- _Task prompt_: Wherever the string "subdirs" appears in the entries below, return the line that holds it.

- _Exercise inputs_:
=== Begin Enclosure ===
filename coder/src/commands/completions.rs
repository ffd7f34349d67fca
use std::io;

use clap::{Args, CommandFactory};
use eyre::Result;

use super::Cli;

#[derive(Args)]
pub struct CompletionsCommand {
    /// Shell to generate completions for
    shell: clap_complete::Shell,
}

impl CompletionsCommand {
    pub fn run(&self) -> Result<()> {
        let mut cmd = Cli::command();
        let name = cmd.get_name().to_string();
        clap_complete::generate(self.shell, &mut cmd, name, &mut io::stdout());
        Ok(())
    }
}
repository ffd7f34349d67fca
//! Core operations.
//!
//! This module contains the business logic for coder commands,
//! separated from CLI argument parsing and output rendering.

pub mod generate;
pub mod list;
pub mod scan;

pub use generate::{Plan, generate};
pub use list::list;
pub use scan::scan;
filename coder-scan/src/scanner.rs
//! Source discovery.

use std::{
    collections::{BTreeMap, BTreeSet},
    path::{Path, PathBuf},
};

use codergen_core::GENERATED_MARKER;
use codergen_ir::Module;

use crate::{Error, Result, parse_source};

/// Suffix of a scan pattern that requests a recursive walk (`src/...`).
const RECURSIVE_SUFFIX: &str = "...";

/// Discovers source files and parses them into modules.
///
/// Scanning is two-phase: [`Scanner::scan`] collects files (it may be called
/// once per pattern), then [`Scanner::process`] parses everything collected
/// and returns the finalized modules.
#[derive(Debug)]
pub struct Scanner {
    root: PathBuf,
    files: BTreeSet<PathBuf>,
}

impl Scanner {
    /// Create a scanner resolving relative patterns and module names against `root`.
    pub fn new(root: impl Into<PathBuf>) -> Self {
        Self {
            root: root.into(),
            files: BTreeSet::new(),
        }
    }

    pub fn root(&self) -> &Path {
        &self.root
    }

    /// Files collected so far, sorted.
    pub fn files(&self) -> impl Iterator<Item = &Path> {
        self.files.iter().map(PathBuf::as_path)
    }

    /// Collect the files matched by `pattern`.
    ///
    /// A pattern is a `.rs` file, a directory (its direct `.rs` files) or a
    /// directory followed by `/...` (walked recursively, skipping `target`
    /// and hidden directories).
    pub fn scan(&mut self, pattern: &str) -> Result<()> {
        let (base, recursive) = match pattern.strip_suffix(RECURSIVE_SUFFIX) {
            Some(base) => (base.trim_end_matches(['/', '\\']), true),
            None => (pattern, false),
        };
        let base = if base.is_empty() { "." } else { base };
        let path = self.root.join(base);

        if path.is_file() {
            if is_rust_source(&path) {
                self.files.insert(path);
            }
            return Ok(());
        }
        if !path.is_dir() {
            return Err(Box::new(Error::NotFound { path }));
        }

        let before = self.files.len();
        self.collect_dir(&path, recursive)?;
        tracing::debug!(
            pattern,
            files = self.files.len() - before,
            "scanned pattern"
        );
        Ok(())
    }

    fn collect_dir(&mut self, dir: &Path, recursive: bool) -> Result<()> {
        let entries = std::fs::read_dir(dir).map_err(|e| io_error(dir, e))?;
        let mut subdirs = Vec::new();

        for entry in entries {
            let entry = entry.map_err(|e| io_error(dir, e))?;
            let path = entry.path();
            let file_type = entry.file_type().map_err(|e| io_error(&path, e))?;
            if file_type.is_dir() {
                if recursive && !is_skipped_dir(&path) {
                    subdirs.push(path);
                }
            } else if is_rust_source(&path) {
                self.files.insert(path);
            }
        }

        subdirs.sort();
        for subdir in subdirs {
            self.collect_dir(&subdir, true)?;
        }
        Ok(())
    }

    /// Parse every collected file into modules, sorted by module name.
    ///
    /// Files generated by coder and files without `Codec` structs are skipped.
    pub fn process(&self) -> Result<Vec<Module>> {
        let mut modules: BTreeMap<String, Module> = BTreeMap::new();

        for path in &self.files {
            let src = std::fs::read_to_string(path).map_err(|e| io_error(path, e))?;
            if is_generated(&src) {
                tracing::trace!(path = %path.display(), "skipping generated file");
                continue;
            }

            let name = self.module_name(path);
            let Some(module) = parse_source(&name, path, &src)? else {
                continue;
            };

            if let Some(existing) = modules.get(&name) {
                return Err(Box::new(Error::DuplicateModule {
                    name,
                    first: existing.source().to_path_buf(),
                    second: path.clone(),
                }));
            }
            tracing::debug!(
                module = %name,
                structs = module.structs().len(),
                test = module.is_test(),
                "processed module"
            );
            modules.insert(name, module);
        }

        Ok(modules.into_values().collect())
    }

    /// Module name for a file: its path relative to the root, `::`-joined,
    /// with the extension dropped and `mod.rs` folded into its directory.
    pub fn module_name(&self, path: &Path) -> String {
        let relative = path.strip_prefix(&self.root).unwrap_or(path);
        let mut segments: Vec<String> = relative
            .components()
            .filter_map(|c| match c {
                std::path::Component::Normal(s) => Some(s.to_string_lossy().into_owned()),
                _ => None,
            })
            .collect();

        if let Some(last) = segments.pop() {
            let stem = Path::new(&last)
                .file_stem()
                .map(|s| s.to_string_lossy().into_owned())
                .unwrap_or(last);
            if stem != "mod" || segments.is_empty() {
                segments.push(stem);
            }
        }
        segments.join("::")
    }
}

fn io_error(path: &Path, source: std::io::Error) -> Box<Error> {
    Box::new(Error::Io {
        path: path.to_path_buf(),
        source,
    })
}

fn is_rust_source(path: &Path) -> bool {
    path.extension().is_some_and(|ext| ext == "rs")
}

fn is_skipped_dir(path: &Path) -> bool {
    path.file_name()
        .and_then(|n| n.to_str())
        .map(|name| name == "target" || name.starts_with('.'))
        .unwrap_or(false)
}

fn is_generated(src: &str) -> bool {
    src.lines()
        .next()
        .map(|line| line.contains(GENERATED_MARKER))
        .unwrap_or(false)
}

#[cfg(test)]
mod tests {
    use std::fs;

    use tempfile::TempDir;

    use super::*;

    const POINT: &str = "#[derive(Codec)]\npub struct Point { pub x: i32 }\n";

    fn write(root: &Path, rel: &str, content: &str) {
        let path = root.join(rel);
        fs::create_dir_all(path.parent().unwrap()).unwrap();
        fs::write(path, content).unwrap();
    }

    #[test]
    fn test_module_names() {
        let scanner = Scanner::new("/work");
        assert_eq!(scanner.module_name(Path::new("/work/shapes.rs")), "shapes");
        assert_eq!(
            scanner.module_name(Path::new("/work/shapes/geometry.rs")),
            "shapes::geometry"
        );
        assert_eq!(scanner.module_name(Path::new("/work/shapes/mod.rs")), "shapes");
        assert_eq!(scanner.module_name(Path::new("/work/mod.rs")), "mod");
    }

    #[test]
    fn test_recursive_scan() {
        let temp = TempDir::new().unwrap();
        write(temp.path(), "a.rs", POINT);
        write(temp.path(), "nested/b.rs", POINT);
        write(temp.path(), "target/debug/c.rs", POINT);
        write(temp.path(), ".hidden/d.rs", POINT);
        write(temp.path(), "notes.txt", "not rust");

        let mut scanner = Scanner::new(temp.path());
        scanner.scan("./...").unwrap();
        let modules = scanner.process().unwrap();

        let names: Vec<_> = modules.iter().map(|m| m.name()).collect();
        assert_eq!(names, vec!["a", "nested::b"]);
    }

    #[test]
    fn test_directory_scan_is_shallow() {
        let temp = TempDir::new().unwrap();
        write(temp.path(), "a.rs", POINT);
        write(temp.path(), "nested/b.rs", POINT);

        let mut scanner = Scanner::new(temp.path());
        scanner.scan(".").unwrap();
        assert_eq!(scanner.files().count(), 1);
    }

    #[test]
    fn test_repeated_patterns_deduplicate() {
        let temp = TempDir::new().unwrap();
        write(temp.path(), "a.rs", POINT);

        let mut scanner = Scanner::new(temp.path());
        scanner.scan("a.rs").unwrap();
        scanner.scan("...").unwrap();
        assert_eq!(scanner.process().unwrap().len(), 1);
    }

    #[test]
    fn test_missing_pattern() {
        let temp = TempDir::new().unwrap();
        let mut scanner = Scanner::new(temp.path());
        let err = scanner.scan("nope/...").unwrap_err();
        assert!(matches!(*err, Error::NotFound { .. }));
    }

    #[test]
    fn test_generated_files_skipped() {
        let temp = TempDir::new().unwrap();
        write(
            temp.path(),
            "a_coder.rs",
            &format!("// {} from a. DO NOT EDIT.\n{}", GENERATED_MARKER, POINT),
        );

        let mut scanner = Scanner::new(temp.path());
        scanner.scan("...").unwrap();
        assert!(scanner.process().unwrap().is_empty());
    }

    #[test]
    fn test_duplicate_module_names() {
        let temp = TempDir::new().unwrap();
        write(temp.path(), "shapes.rs", POINT);
        write(temp.path(), "shapes/mod.rs", POINT);

        let mut scanner = Scanner::new(temp.path());
        scanner.scan("...").unwrap();
        let err = scanner.process().unwrap_err();
        assert!(matches!(*err, Error::DuplicateModule { ref name, .. } if name == "shapes"));
    }

    #[test]
    fn test_tests_directory_is_test_only() {
        let temp = TempDir::new().unwrap();
        write(temp.path(), "tests/fixtures.rs", POINT);

        let mut scanner = Scanner::new(temp.path());
        scanner.scan("...").unwrap();
        let modules = scanner.process().unwrap();
        assert_eq!(modules.len(), 1);
        assert!(modules[0].is_test());
    }
}
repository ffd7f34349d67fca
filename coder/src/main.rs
mod commands;
mod config;
mod ops;
mod reports;

use clap::Parser;
use eyre::Result;

use crate::commands::Cli;

fn main() -> Result<()> {
    color_eyre::install()?;

    tracing_subscriber::fmt()
        .with_env_filter(
            tracing_subscriber::EnvFilter::try_from_default_env()
                .unwrap_or_else(|_| tracing_subscriber::EnvFilter::new("info")),
        )
        .with_writer(std::io::stderr)
        .init();

    Cli::parse().run()
}
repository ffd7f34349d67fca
//! Test utilities for the generation pipeline.
//!
//! Enabled for this crate's tests and, through the `testing` feature, for
//! downstream crates that need a predictable back-end.

use std::path::{Path, PathBuf};

use codergen_ir::Module;
use eyre::{Result, bail};
use parking_lot::Mutex;

use crate::{Backend, CodeBuilder, EmitOptions, Outcome, Status, StatusSink};

/// A back-end that renders a plain listing of a module's structs.
///
/// Output is a pure function of the module and options. Unsupported field
/// shapes fail the same way a real back-end does.
#[derive(Debug, Clone)]
pub struct StubBackend {
    language: &'static str,
    directive: Option<&'static str>,
    fail_on: Option<String>,
    panics: bool,
}

impl StubBackend {
    /// Native stub: language `stub`, no directive.
    pub fn native() -> Self {
        Self {
            language: "stub",
            directive: None,
            fail_on: None,
            panics: false,
        }
    }

    /// Foreign stub gated on `directive`.
    pub fn foreign(language: &'static str, directive: &'static str) -> Self {
        Self {
            language,
            directive: Some(directive),
            fail_on: None,
            panics: false,
        }
    }

    /// Fail rendering for the module named `module`.
    pub fn failing_on(mut self, module: impl Into<String>) -> Self {
        self.fail_on = Some(module.into());
        self
    }

    /// Panic inside every render call.
    pub fn panicking(mut self) -> Self {
        self.panics = true;
        self
    }
}

impl Backend for StubBackend {
    fn language(&self) -> &'static str {
        self.language
    }

    fn directive(&self) -> Option<&'static str> {
        self.directive
    }

    fn destination(&self, module: &Module, root: Option<&Path>) -> PathBuf {
        match root {
            Some(root) => {
                let stem = module.name().replace("::", "_");
                root.join(format!("{}.{}", stem, self.language))
            }
            None => module.source().with_extension(self.language),
        }
    }

    fn render(&self, module: &Module, options: &EmitOptions) -> Result<String> {
        if self.panics {
            panic!("stub back-end asked to panic");
        }
        if self.fail_on.as_deref() == Some(module.name()) {
            bail!("stub failure for module '{}'", module.name());
        }

        let mut builder = CodeBuilder::rust()
            .raw(&options.header(module).render("//"))
            .line(&format!("module {}", module.name()));
        for decl in module.structs() {
            builder.push_line(&format!("struct {}", decl.name));
            builder.push_indent();
            for field in &decl.fields {
                if let Some(text) = field.ty.find_unsupported() {
                    bail!("field '{}.{}' has unsupported type '{}'", decl.name, field.name, text);
                }
                builder.push_line(&format!("{}: {}", field.name, field.ty));
            }
            builder.push_dedent();
        }
        Ok(builder.build())
    }
}

/// One recorded status, owned.
#[derive(Debug, Clone, PartialEq, Eq)]
pub struct Recorded {
    pub module: String,
    pub language: &'static str,
    pub output: PathBuf,
    pub outcome: Outcome,
    pub error: Option<String>,
}

/// Sink that keeps every status it receives.
#[derive(Debug, Default)]
pub struct RecordingSink {
    statuses: Mutex<Vec<Recorded>>,
}

impl RecordingSink {
    pub fn len(&self) -> usize {
        self.statuses.lock().len()
    }

    pub fn is_empty(&self) -> bool {
        self.statuses.lock().is_empty()
    }

    pub fn outcomes(&self) -> Vec<Outcome> {
        self.statuses.lock().iter().map(|s| s.outcome).collect()
    }

    /// Every status, sorted by output path.
    pub fn statuses(&self) -> Vec<Recorded> {
        let mut statuses = self.statuses.lock().clone();
        statuses.sort_by(|a, b| a.output.cmp(&b.output));
        statuses
    }
}

impl StatusSink for RecordingSink {
    fn report(&self, status: &Status<'_>) {
        self.statuses.lock().push(Recorded {
            module: status.module.to_string(),
            language: status.language,
            output: status.output.to_path_buf(),
            outcome: status.outcome,
            error: status.error.map(ToString::to_string),
        });
    }
}
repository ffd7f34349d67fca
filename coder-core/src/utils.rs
//! Shared utility functions for code generation.

fn is_word_separator(c: char) -> bool {
    matches!(c, '_' | '-' | ':' | '.' | '/')
}

/// Convert a string to PascalCase (e.g., "hello_world" -> "HelloWorld")
///
/// Module paths work too: "shapes::geometry" -> "ShapesGeometry".
pub fn to_pascal_case(s: &str) -> String {
    s.split(is_word_separator)
        .map(|part| {
            let mut chars = part.chars();
            match chars.next() {
                None => String::new(),
                Some(c) => c.to_uppercase().chain(chars).collect(),
            }
        })
        .collect()
}

/// Convert a string to camelCase (e.g., "hello_world" -> "helloWorld")
pub fn to_camel_case(s: &str) -> String {
    let pascal = to_pascal_case(s);
    let mut chars = pascal.chars();
    match chars.next() {
        None => String::new(),
        Some(c) => c.to_lowercase().chain(chars).collect(),
    }
}

/// Whether `s` is a plain ASCII identifier (`[A-Za-z_][A-Za-z0-9_]*`).
pub fn is_identifier(s: &str) -> bool {
    let mut chars = s.chars();
    match chars.next() {
        Some(c) if c.is_ascii_alphabetic() || c == '_' => {
            chars.all(|c| c.is_ascii_alphanumeric() || c == '_')
        }
        _ => false,
    }
}

#[cfg(test)]
mod tests {
    use super::*;

    #[test]
    fn test_to_pascal_case() {
        assert_eq!(to_pascal_case("hello"), "Hello");
        assert_eq!(to_pascal_case("hello_world"), "HelloWorld");
        assert_eq!(to_pascal_case("foo_bar_baz"), "FooBarBaz");
        assert_eq!(to_pascal_case("hElLo"), "HElLo");
        assert_eq!(to_pascal_case("shapes::geometry"), "ShapesGeometry");
        assert_eq!(to_pascal_case(""), "");
    }

    #[test]
    fn test_to_camel_case() {
        assert_eq!(to_camel_case("display_name"), "displayName");
        assert_eq!(to_camel_case("id"), "id");
        assert_eq!(to_camel_case(""), "");
    }

    #[test]
    fn test_is_identifier() {
        assert!(is_identifier("shapes"));
        assert!(is_identifier("_private2"));
        assert!(!is_identifier("2d"));
        assert!(!is_identifier("com.example"));
        assert!(!is_identifier(""));
    }
}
=== End Enclosure ===
- _Answer to this problem_:
        let mut subdirs = Vec::new();
                    subdirs.push(path);
        subdirs.sort();
        for subdir in subdirs {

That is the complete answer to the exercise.